Several commenters, including Farouk, suggested OHCA consider the potential benefits of material change transactions (both in reconsidering the scope of the proposed regulations and also regarding whether a CMIR should be conducted), including improving the ability of entities to enter into value-based reimbursement models, promoting integration across multi-specialty services, and facilitating efficiency through economies of scale. Beth Capell of Health Access California raised alternative concerns that if benefits are considered, the regulations should require production of evidence supporting the basis for such benefits and consider options for requiring validation of such assertions.
- Timing Considerations, Reporting Requirements and Fees
Another common theme expressed during the workshop was the potential length of time it could take OHCA to review a transaction and for parties to actually close a transaction. Janice Rocco argued that if OHCA used its maximum possible length of time to review, it could hinder smaller transactions due to smaller or distressed entities’ inability to maintain financial solvency during such a lengthy period. Several speakers also critiqued the timeline for advance notice and recommended OHCA refine the notice requirement to be specifically based on the closing date of a transaction. Marc Aprea from Aprea & Micheli proposed that OHCA establish a clear timeframe for an expedited review process, and a guarantee to issue a final report within 75 days of deciding to conduct a cost/market review to avoid unnecessary delay, referring to Oregon and Massachusetts as examples of regulations that imposed similar time limits. Another interesting point was raised by Barcellona, who mentioned that as the proposed regulations stand, HCEs reorganizing under Chapter 11 would be required to file notice with OHCA 90 days before the entity’s bankruptcy proceedings, as the change of control or assets would be triggered based upon a bankruptcy filing.
Confidentiality was another technical concern raised by commentators during the workshop, particularly regarding the extent of information required to be reported and speakers sought clarity with respect to the types of financial information that must be provided. Specifically, Andrew Demetriou from Husch Blackwell in Los Angeles requested that the regulations define “certified financial statements”, one of the types of documents that organizations must submit with the required notice. Demetriou pointed out that “certified” does not have a particular meaning in the industry, and smaller organizations will not have audited financial statements, so OHCA should clarify the nature of statements it would like to see.
On the other hand, other commentators opined that the reporting requirements set forth in the proposed regulations should be expanded. For example, Michelle Grisat suggested that parties should be required report any planned or potential workforce changes (e.g., rate changes, changes in location of services, reductions in shifts, or shifting to lower acuity settings) and historical workforce transactions in patterned transactions.
Finally, commentators indicated that the regulations as proposed could, in some cases, result in OHCA processing duplicative revenue information also received and processed by other to state agencies. Bill Barcelona expressed concerns with the costs inherently caused by the dual review procedures and noted that such initial costs could actually diminish competition by overly burdening new players.
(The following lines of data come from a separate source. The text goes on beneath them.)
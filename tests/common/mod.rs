//! Shared helpers for the integration tests.
//!
//! Not every test binary uses every helper.
#![allow(dead_code)]

pub mod mocks;
pub mod test_helpers;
Marc Aprea also suggested the proposed regulations include caps on reasonable costs which must be reimbursed.
HCAI indicated during the workshop that they would offer a summary of the comments for OHCA’s Board to discuss during its August meeting. Healthcare stakeholders had the opportunity to provide written comments to OHCA regarding the regulations until August 31, 2023.
It remains to be seen whether and, if so, how OHCA revises or tweaks the regulations following the public comment period. Based on the lively discussion and important issues raised during the workshop, however, we expect that OHCA will have a lot to consider before moving to finalize them in the fall of this year. We will keep readers posted as further updates are unveiled in the coming weeks and months.